The history or memory 149 can represent any of various types of information that can be stored external to the AI/ML models 132 but captures information about previous sessions, previous conversations or previous text of the current conversation, preferences of one or more users, learning from feedback of one or more users, and so on. In some implementations, the chatbot is designed to have a long-term memory 148, which can store information learned from users in past interactions. For example, LLMs and other AI/ML models 132, on their own, are generally stateless and do not natively understand the user context or history of interactions with the user, especially from previous sessions. The computer system 110 can facilitate learning by the chatbot to provide infrastructure that creates a long-term memory 149 for the chatbot. For example, the long-term memory 149 can store items such as definitions of terms for a particular user context, unique text elements the chatbot might encounter, and feedback from prior user interactions.

One valuable aspect of the long-term memory 149 is the ability for the chatbot to learn and adapt from explicit or implicit user feedback over time. If a user asks questions, then gives feedback they were expecting something different (e.g., either through text of a prompt to the chatbot or through an external survey or rating), then the computer system 110 can capture that feedback and update the chatbot to better provide what the user intended in the future. For example, the computer system 110 may add or adjust the instructions to the chatbot to reflect the user expectations or preferences. In some cases, this may include changing the default response format or response instructions, or may include adding rules or explanations that are context-dependent (e.g., apply to specific phrases or prompt types). This learning may occur at different levels. For example, it may include learning that particular terms, phrases, or combinations of terms call for a particular type of response. As another example, the feedback may more shift answers generally in certain ways, e.g., to be more verbose, more concise, to add or change visualizations, to change the order of content, to add or adjust summary elements, and so on.

The learning of the chatbot is managed by the computer system 110 and happens on an ongoing basis as users interact with the chatbot. The information learned is stored outside the LLM or other AI/ML models 132, and is stored in the long-term memory 149 designated for the chatbot. Each chatbot that is created can have its own long-term memory 149, which is updated by the interactions of its own users. Before the computer system 110 asks the stateless LLM to provide a response to a user prompt, the computer system 110 facilitates retrieval of data from the long-term memory 148, potentially to provide customized instructions or additional contextual data to accompany the user prompt and tailor the response based on what has been learned from prior interactions. The long-term memory 148 thus provides better reference data for LLM to use in guiding answer generation.

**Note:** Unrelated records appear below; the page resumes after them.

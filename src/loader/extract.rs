use super::{CsvRecord, FieldNormalizer};
use crate::{
    documents::GameEntry,
    logging::RejectReason,
    schema::{ColumnRule, CsvSchema, FixedColumns, HeuristicColumns},
};

/// Column positions of a schema resolved against one header row.
#[derive(Debug)]
pub enum Extraction<'a> {
    Fixed {
        columns: &'a FixedColumns,
        name: Option<usize>,
        url: Option<usize>,
        username: Option<usize>,
        timestamp: Option<usize>,
    },
    Heuristic {
        columns: &'a HeuristicColumns,
        urls: Vec<usize>,
        name: Option<usize>,
        username: Option<usize>,
        timestamp: Option<usize>,
    },
}

impl<'a> Extraction<'a> {
    pub fn new<S: AsRef<str>>(schema: &'a CsvSchema, headers: &[S]) -> Self {
        match schema {
            CsvSchema::Fixed(columns) => {
                let column = |name: &str| ColumnRule::resolve(&[ColumnRule::exact(name)], headers);
                Extraction::Fixed {
                    columns,
                    name: column(&columns.name),
                    url: column(&columns.url),
                    username: column(&columns.username),
                    timestamp: column(&columns.timestamp),
                }
            }
            CsvSchema::Heuristic(columns) => Extraction::Heuristic {
                columns,
                urls: ColumnRule::resolve_all(&columns.url, headers),
                name: ColumnRule::resolve(&columns.name, headers),
                username: ColumnRule::resolve(&columns.username, headers),
                timestamp: ColumnRule::resolve(&columns.timestamp, headers),
            },
        }
    }

    /// Builds the `GameEntry` of `record` or explains why the row is skipped.
    pub fn extract(&self, record: &CsvRecord) -> Result<GameEntry, RejectReason> {
        match self {
            Extraction::Fixed {
                columns,
                name,
                url,
                username,
                timestamp,
            } => {
                let url = field(record, *url).ok_or(RejectReason::MissingUrl)?;
                let name = field(record, *name).unwrap_or(columns.placeholder_name.as_str());
                if name == columns.placeholder_name {
                    return Err(RejectReason::PlaceholderName);
                }

                GameEntry::new(
                    name,
                    url,
                    field(record, *username),
                    field(record, *timestamp).map(FieldNormalizer::timestamp),
                )
                .ok_or(RejectReason::MissingName)
            }
            Extraction::Heuristic {
                columns,
                urls,
                name,
                username,
                timestamp,
            } => {
                let candidates: Vec<&str> = urls
                    .iter()
                    .filter_map(|index| field(record, Some(*index)))
                    .collect();
                if candidates.is_empty() {
                    return Err(RejectReason::MissingUrl);
                }
                let url = candidates
                    .into_iter()
                    .find(|value| columns.is_storefront_url(value))
                    .ok_or(RejectReason::NoStorefrontUrl)?;

                let markup = field(record, *name)
                    .map(FieldNormalizer::markup_name)
                    .filter(|name| !name.is_empty() && !FieldNormalizer::looks_like_url(name));
                let name = match markup {
                    Some(name) => name,
                    None => FieldNormalizer::name_from_url(url).ok_or(RejectReason::MissingName)?,
                };

                GameEntry::new(
                    name,
                    url,
                    field(record, *username),
                    field(record, *timestamp).map(FieldNormalizer::timestamp),
                )
                .ok_or(RejectReason::MissingName)
            }
        }
    }
}

/// Trimmed non-empty value of the column at `index`.
fn field(record: &CsvRecord, index: Option<usize>) -> Option<&str> {
    index
        .and_then(|index| record.value(index))
        .map(str::trim)
        .filter(|value| !value.is_empty())
}

#[cfg(test)]
mod tests {
    use super::*;
    use crate::loader::CsvTable;

    fn extract_all(schema: &CsvSchema, csv: &str) -> Vec<Result<GameEntry, RejectReason>> {
        let table = CsvTable::parse(csv).unwrap();
        let extraction = Extraction::new(schema, &table.headers);
        table
            .records
            .iter()
            .map(|record| extraction.extract(record))
            .collect()
    }

    #[test]
    fn fixed_reject_reasons() {
        let schema = CsvSchema::Fixed(FixedColumns {
            name: "title".to_owned(),
            url: "link".to_owned(),
            ..Default::default()
        });
        let results = extract_all(
            &schema,
            "title,link\nUnknown Game,https://gog.com/game/a\n,https://gog.com/game/b\nHades,\n",
        );

        assert_eq!(
            results,
            vec![
                Err(RejectReason::PlaceholderName),
                Err(RejectReason::PlaceholderName),
                Err(RejectReason::MissingUrl),
            ]
        );
    }

    #[test]
    fn fixed_missing_columns() {
        let results = extract_all(&CsvSchema::default(), "title,link\nHades,https://gog.com\n");
        assert_eq!(results, vec![Err(RejectReason::MissingUrl)]);
    }

    #[test]
    fn fixed_does_not_require_storefront_domain() {
        let schema = CsvSchema::Fixed(FixedColumns {
            name: "title".to_owned(),
            url: "link".to_owned(),
            ..Default::default()
        });
        let results = extract_all(&schema, "title,link\nHades,https://example.com/hades\n");
        assert_eq!(results[0].as_ref().unwrap().url(), "https://example.com/hades");
    }

    #[test]
    fn heuristic_scans_href_columns() {
        let csv = "\
image href,name,store href,username
https://cdn.example.com/a.png,Hades,https://store.steampowered.com/app/1145360/Hades/,zagreus
https://cdn.example.com/b.png,Hades,https://cdn.example.com/c,zagreus
,Hades,,zagreus
";
        let results = extract_all(&CsvSchema::Heuristic(HeuristicColumns::default()), csv);

        let hades = results[0].as_ref().unwrap();
        assert_eq!(hades.url(), "https://store.steampowered.com/app/1145360/Hades/");
        assert_eq!(hades.username(), "zagreus");
        assert_eq!(hades.timestamp(), "Unknown Date");

        assert_eq!(results[1], Err(RejectReason::NoStorefrontUrl));
        assert_eq!(results[2], Err(RejectReason::MissingUrl));
    }

    #[test]
    fn heuristic_name_fallback_when_markup_is_a_url() {
        let csv = "name,href\nhttps://store.steampowered.com,https://store.steampowered.com/app/70/Half_Life/\n";
        let results = extract_all(&CsvSchema::Heuristic(HeuristicColumns::default()), csv);
        assert_eq!(results[0].as_ref().unwrap().name(), "Half Life");
    }

    #[test]
    fn heuristic_without_markup_column() {
        let csv = "href,timestamp\nhttps://www.gog.com/en/game/disco-elysium,\"— \n2020-03-30\"\n";
        let results = extract_all(&CsvSchema::Heuristic(HeuristicColumns::default()), csv);

        let game = results[0].as_ref().unwrap();
        assert_eq!(game.name(), "disco elysium");
        assert_eq!(game.timestamp(), "2020-03-30");
    }

    #[test]
    fn heuristic_without_url_columns() {
        let csv = "name,link,username\nChess,https://store.steampowered.com/app/1,alice\n";
        let results = extract_all(&CsvSchema::Heuristic(HeuristicColumns::default()), csv);
        assert_eq!(results, vec![Err(RejectReason::MissingUrl)]);
    }

    #[test]
    fn heuristic_pathless_url_without_markup() {
        let csv = "name,href\n,https://store.steampowered.com/\n";
        let results = extract_all(&CsvSchema::Heuristic(HeuristicColumns::default()), csv);
        assert_eq!(results, vec![Err(RejectReason::MissingName)]);
    }
}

The long-term memory 149 can include business definitions of other users have specified or uploaded. In this way, the long-term memory 149 can supplement or expand on the descriptions provided in the knowledge base 148. The information can be stored and used at different levels, e.g., at the level of individual users, at the level of a department or group of users, and for an enterprise as a whole. In other words, the preferences of an individual may be learned and applied for that individual. In addition, the aggregate preferences learned for many individuals can be combined to also adjust the chatbot, to accelerate the adaptation of the chatbot to meet the needs of the user base. In some implementations, the computer system 110 can use access control lists and permissions for users to apply security policies to adjust access and appropriately set the context for each user.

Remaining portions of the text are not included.